(Stored data entries)
***

use super::*;
use fxhash::FxHashMap;
use std::collections::{BTreeMap, VecDeque};
use tracing::*;

/// Outcome of a cycle scan: whether a cycle exists, and if so a witness
/// path whose first and last elements are the same node.
#[derive(Debug, Clone, Default, PartialEq, Eq)]
pub struct CycleCheck {
    pub has_cycle: bool,
    pub cycle: Vec<String>,
}

#[derive(Clone, Copy, PartialEq, Eq)]
enum Mark {
    // On the current traversal path.
    Grey,
    // Fully explored.
    Black,
}

/// The DepGraph contains every target in the build, keyed by name.
///
/// It is used to answer the two questions the executor needs settled before
/// any command runs — do all dependency names resolve, and is the graph
/// acyclic — and to produce the dependency-first order the executor walks.
///
/// The map is ordered by name so traversal roots, topological tie-breaking,
/// and the first cycle found are stable from run to run.
///
#[derive(Debug, Default)]
pub struct DepGraph {
    targets: BTreeMap<String, Target>,
}

impl DepGraph {
    pub fn new() -> DepGraph {
        DepGraph::default()
    }

    /// Stores a target. Returns false without touching the map when the
    /// target has no name or the name is already taken.
    pub fn add_target(&mut self, target: Target) -> bool {
        if !target.is_valid() || self.targets.contains_key(&target.name) {
            debug!("Rejected target {:?}", target.name);
            return false;
        }
        self.targets.insert(target.name.clone(), target);
        true
    }

    /// Removes a target if present. References to it from other targets are
    /// left alone; `validate_dependencies` will report them as dangling.
    pub fn remove_target(&mut self, name: &str) -> bool {
        self.targets.remove(name).is_some()
    }

    pub fn has_target(&self, name: &str) -> bool {
        self.targets.contains_key(name)
    }

    pub fn get_target(&self, name: &str) -> Option<&Target> {
        self.targets.get(name)
    }

    pub fn targets(&self) -> impl Iterator<Item = &Target> {
        self.targets.values()
    }

    pub fn len(&self) -> usize {
        self.targets.len()
    }

    pub fn is_empty(&self) -> bool {
        self.targets.is_empty()
    }

    pub fn clear(&mut self) {
        self.targets.clear();
    }

    /// Every dependency name that does not resolve to a known target, in
    /// first-occurrence order, deduplicated.
    pub fn validate_dependencies(&self) -> Vec<String> {
        let mut missing: Vec<String> = vec![];
        for target in self.targets.values() {
            for dep in &target.deps {
                if !self.targets.contains_key(dep) && !missing.iter().any(|m| m == dep) {
                    missing.push(dep.clone());
                }
            }
        }
        missing
    }

    fn deps_of(&self, name: &str) -> &[String] {
        // A dangling dependency name traverses as a node with no out-edges.
        self.targets.get(name).map(|t| t.deps.as_slice()).unwrap_or(&[])
    }

    /// Three-colour depth-first scan for cycles, on an explicit stack so a
    /// long dependency chain cannot overflow the call stack.
    ///
    /// The witness is the slice of the traversal path from the back-edge's
    /// target to the top, with the back-edge's target appended to close the
    /// loop; a self-dependency therefore reports as `[s, s]`.
    #[tracing::instrument(name = "DepGraph::detect_cycles", skip(self))]
    pub fn detect_cycles(&self) -> CycleCheck {
        let mut marks: FxHashMap<&str, Mark> = FxHashMap::default();

        for root in self.targets.keys() {
            if marks.contains_key(root.as_str()) {
                continue;
            }

            // Each frame is a node plus the index of the next edge to try.
            let mut stack: Vec<(&str, usize)> = vec![(root.as_str(), 0)];
            marks.insert(root.as_str(), Mark::Grey);

            while let Some(&(node, next_edge)) = stack.last() {
                let deps = self.deps_of(node);
                if next_edge >= deps.len() {
                    marks.insert(node, Mark::Black);
                    stack.pop();
                    continue;
                }
                stack.last_mut().unwrap().1 += 1;

                let dep = deps[next_edge].as_str();
                match marks.get(dep) {
                    Some(Mark::Grey) => {
                        let start = stack.iter().position(|&(name, _)| name == dep).unwrap();
                        let mut cycle: Vec<String> =
                            stack[start..].iter().map(|&(name, _)| name.to_string()).collect();
                        cycle.push(dep.to_string());
                        return CycleCheck { has_cycle: true, cycle };
                    }
                    Some(Mark::Black) => {}
                    None => {
                        marks.insert(dep, Mark::Grey);
                        stack.push((dep, 0));
                    }
                }
            }
        }

        CycleCheck::default()
    }

    /// Kahn's algorithm over a forward `dependency -> dependents` adjacency.
    ///
    /// A node's in-degree is its own dependency count, so a target whose
    /// dependency is dangling or cyclic never becomes ready and the result
    /// comes back shorter than `len()`. Callers are expected to have run
    /// `validate_dependencies` and `detect_cycles` first.
    #[tracing::instrument(name = "DepGraph::topological_sort", skip(self))]
    pub fn topological_sort(&self) -> Vec<String> {
        let mut in_degree: BTreeMap<&str, usize> = BTreeMap::new();
        let mut dependents: FxHashMap<&str, Vec<&str>> = FxHashMap::default();

        for (name, target) in &self.targets {
            in_degree.insert(name.as_str(), target.deps.len());
            for dep in &target.deps {
                dependents.entry(dep.as_str()).or_default().push(name.as_str());
            }
        }

        let mut ready: VecDeque<&str> = in_degree
            .iter()
            .filter(|(_, &degree)| degree == 0)
            .map(|(&name, _)| name)
            .collect();

        let mut order = Vec::with_capacity(self.targets.len());
        while let Some(current) = ready.pop_front() {
            order.push(current.to_string());
            if let Some(names) = dependents.get(current) {
                for &dependent in names {
                    let degree = in_degree.get_mut(dependent).unwrap();
                    *degree -= 1;
                    if *degree == 0 {
                        ready.push_back(dependent);
                    }
                }
            }
        }

        order
    }

    /// The declared dependencies of a target, or nothing for an unknown name.
    pub fn get_dependencies(&self, name: &str) -> Vec<String> {
        self.targets
            .get(name)
            .map(|target| target.deps.clone())
            .unwrap_or_default()
    }

    /// The reverse adjacency: every target that declares `name` as a
    /// dependency.
    pub fn get_dependents(&self, name: &str) -> Vec<String> {
        self.targets
            .values()
            .filter(|target| target.deps.iter().any(|dep| dep == name))
            .map(|target| target.name.clone())
            .collect()
    }
}
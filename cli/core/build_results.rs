/// Aggregate counters for one build run. Emitted even when the build fails,
/// so the front end can always print what happened.
#[derive(Debug, Default, Clone, Copy, PartialEq)]
pub struct BuildStats {
    /// Every target the topological order contained.
    pub total_targets: usize,

    /// Targets whose command ran and succeeded.
    pub built_targets: usize,

    /// Targets skipped because outputs existed and signatures matched.
    pub skipped_targets: usize,

    /// Targets whose command failed.
    pub failed_targets: usize,

    /// Wall clock from entry to return of the execute call.
    pub elapsed_seconds: f64,
}
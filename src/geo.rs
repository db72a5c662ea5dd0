// src/geo.rs

use serde::{Deserialize, Serialize};

const RAIO_TERRA_KM: f64 = 6371.0;

/// Distância devolvida quando falta a posição de um dos lados.
pub const DISTANCIA_SENTINELA_KM: f64 = 9999.0;

/// Um ponto geográfico em graus decimais.
#[derive(Debug, Clone, Copy, PartialEq, Serialize, Deserialize)]
pub struct Coordenada {
    pub latitude: f64,
    pub longitude: f64,
}

impl Coordenada {
    /// Coordenadas com valores não finitos (NaN, infinito) são inválidas.
    pub fn valida(&self) -> bool {
        self.latitude.is_finite() && self.longitude.is_finite()
    }
}

/// Distância de círculo máximo (Haversine) entre dois pontos, em quilómetros.
/// Devolve [`DISTANCIA_SENTINELA_KM`] quando falta qualquer um dos pontos.
pub fn distancia_km(a: Option<&Coordenada>, b: Option<&Coordenada>) -> f64 {
    let (Some(a), Some(b)) = (a, b) else {
        return DISTANCIA_SENTINELA_KM;
    };

    let lat1 = a.latitude.to_radians();
    let lat2 = b.latitude.to_radians();
    let delta_lat = (b.latitude - a.latitude).to_radians();
    let delta_lng = (b.longitude - a.longitude).to_radians();

    let h = (delta_lat / 2.0).sin().powi(2)
        + lat1.cos() * lat2.cos() * (delta_lng / 2.0).sin().powi(2);
    let c = 2.0 * h.sqrt().asin();

    RAIO_TERRA_KM * c
}

#[cfg(test)]
mod tests {
    use super::*;

    #[test]
    fn distancia_entre_pontos_de_sao_paulo() {
        let se = Coordenada {
            latitude: -23.550,
            longitude: -46.633,
        };
        let pinheiros = Coordenada {
            latitude: -23.561,
            longitude: -46.702,
        };

        let d = distancia_km(Some(&se), Some(&pinheiros));
        // Cerca de 7 km entre a Sé e Pinheiros
        assert!(d > 5.0 && d < 10.0, "distância fora do esperado: {}", d);
    }

    #[test]
    fn distancia_zero_para_o_mesmo_ponto() {
        let p = Coordenada {
            latitude: -23.550,
            longitude: -46.633,
        };
        assert!(distancia_km(Some(&p), Some(&p)) < 1e-9);
    }

    #[test]
    fn sentinela_quando_falta_um_ponto() {
        let p = Coordenada {
            latitude: -23.550,
            longitude: -46.633,
        };
        assert_eq!(distancia_km(None, Some(&p)), DISTANCIA_SENTINELA_KM);
        assert_eq!(distancia_km(Some(&p), None), DISTANCIA_SENTINELA_KM);
        assert_eq!(distancia_km(None, None), DISTANCIA_SENTINELA_KM);
    }

    #[test]
    fn coordenadas_nao_finitas_sao_invalidas() {
        assert!(!Coordenada {
            latitude: f64::NAN,
            longitude: -46.633
        }
        .valida());
        assert!(!Coordenada {
            latitude: -23.550,
            longitude: f64::INFINITY
        }
        .valida());
        assert!(Coordenada {
            latitude: -23.550,
            longitude: -46.633
        }
        .valida());
    }
}
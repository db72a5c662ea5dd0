// src/status_handlers.rs

use axum::{extract::State, response::Json};
use serde_json::{json, Value};

use crate::estado::AppState;

/// Verificação de vida do processo.
pub async fn pagina_inicial() -> &'static str {
    "OK"
}

/// Resumo operacional da central, para quem espreita de fora.
pub async fn estado_central(State(state): State<AppState>) -> Json<Value> {
    let (online, disponiveis) = state.motoristas.contagem();
    Json(json!({
        "motoristasOnline": online,
        "motoristasDisponiveis": disponiveis,
        "corridasAtivas": state.corridas.ativas(),
        "conexoes": state.conexoes.total(),
    }))
}

#[cfg(test)]
mod tests {
    use super::*;
    use crate::estado::teste::{config_de_teste, estado_de_teste, motorista_pronto};
    use crate::geo::Coordenada;

    #[tokio::test]
    async fn resumo_conta_motoristas_e_conexoes() {
        let state = estado_de_teste(config_de_teste());
        let (_conn, _rx) = motorista_pronto(
            &state,
            Coordenada {
                latitude: -23.550,
                longitude: -46.633,
            },
        );

        let Json(resumo) = estado_central(State(state)).await;
        assert_eq!(resumo["motoristasOnline"], 1);
        assert_eq!(resumo["motoristasDisponiveis"], 1);
        assert_eq!(resumo["conexoes"], 1);
        assert_eq!(resumo["corridasAtivas"], 0);
    }
}
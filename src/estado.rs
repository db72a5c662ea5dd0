// src/estado.rs

use crate::conexoes::ConexoesState;
use crate::config::Config;
use crate::corridas::CorridasState;
use crate::motoristas::MotoristasState;

/// Representa o estado partilhado da aplicação.
#[derive(Clone)]
pub struct AppState {
    pub config: Config,
    pub conexoes: ConexoesState,
    pub motoristas: MotoristasState,
    pub corridas: CorridasState,
}

impl AppState {
    pub fn nova(config: Config) -> Self {
        Self {
            config,
            conexoes: ConexoesState::default(),
            motoristas: MotoristasState::default(),
            corridas: CorridasState::default(),
        }
    }
}
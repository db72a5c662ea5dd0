// src/main.rs

mod conexoes;
mod config;
mod corridas;
mod despacho_handlers;
mod estado;
mod eventos;
mod geo;
mod leilao;
mod motoristas;
mod status_handlers;

use axum::{routing::get, Router};
use std::net::SocketAddr;

#[tokio::main]
async fn main() {
    println!("🚀 A iniciar a central de corridas...");

    let config = config::Config::load();
    println!(
        "⚙️ Leilão: lotes de {}, {} rodada(s), prazo de {} ms por rodada.",
        config.batch_size, config.max_rounds, config.offer_ttl_ms
    );
    if config.quick_test_mode {
        println!("⚠️ QUICK_TEST_MODE ativo: disponibilidade e frescura ignoradas na seleção.");
    }

    let porta = config.port;
    let app_state = estado::AppState::nova(config);

    // Define as rotas da aplicação
    let app = Router::new()
        .route("/", get(status_handlers::pagina_inicial))
        .route("/status", get(status_handlers::estado_central))
        .route("/ws", get(despacho_handlers::websocket_handler))
        .with_state(app_state);

    let addr = SocketAddr::from(([0, 0, 0, 0], porta));
    println!("✅ Central a escutar em http://{}", addr);

    let listener = tokio::net::TcpListener::bind(addr).await.unwrap();
    axum::serve(listener, app.into_make_service())
        .with_graceful_shutdown(sinal_de_encerramento())
        .await
        .unwrap();

    println!("👋 Central encerrada.");
}

/// Espera por SIGINT ou SIGTERM para o servidor fechar com calma.
async fn sinal_de_encerramento() {
    let ctrl_c = async {
        tokio::signal::ctrl_c()
            .await
            .expect("falha ao instalar o handler de Ctrl+C");
    };

    #[cfg(unix)]
    let terminate = async {
        tokio::signal::unix::signal(tokio::signal::unix::SignalKind::terminate())
            .expect("falha ao instalar o handler de SIGTERM")
            .recv()
            .await;
    };

    #[cfg(not(unix))]
    let terminate = std::future::pending::<()>();

    tokio::select! {
        _ = ctrl_c => {},
        _ = terminate => {},
    }
    println!("🛑 Sinal de encerramento recebido; a terminar...");
}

***

**Problem requirements:** Your response should be the lines above from the first to the one containing "pub struct CycleCheck", inclusive, each given exactly.

**Output of the task:**
use super::*;
use fxhash::FxHashMap;
use std::collections::{BTreeMap, VecDeque};
use tracing::*;

/// Outcome of a cycle scan: whether a cycle exists, and if so a witness
/// path whose first and last elements are the same node.
#[derive(Debug, Clone, Default, PartialEq, Eq)]
pub struct CycleCheck {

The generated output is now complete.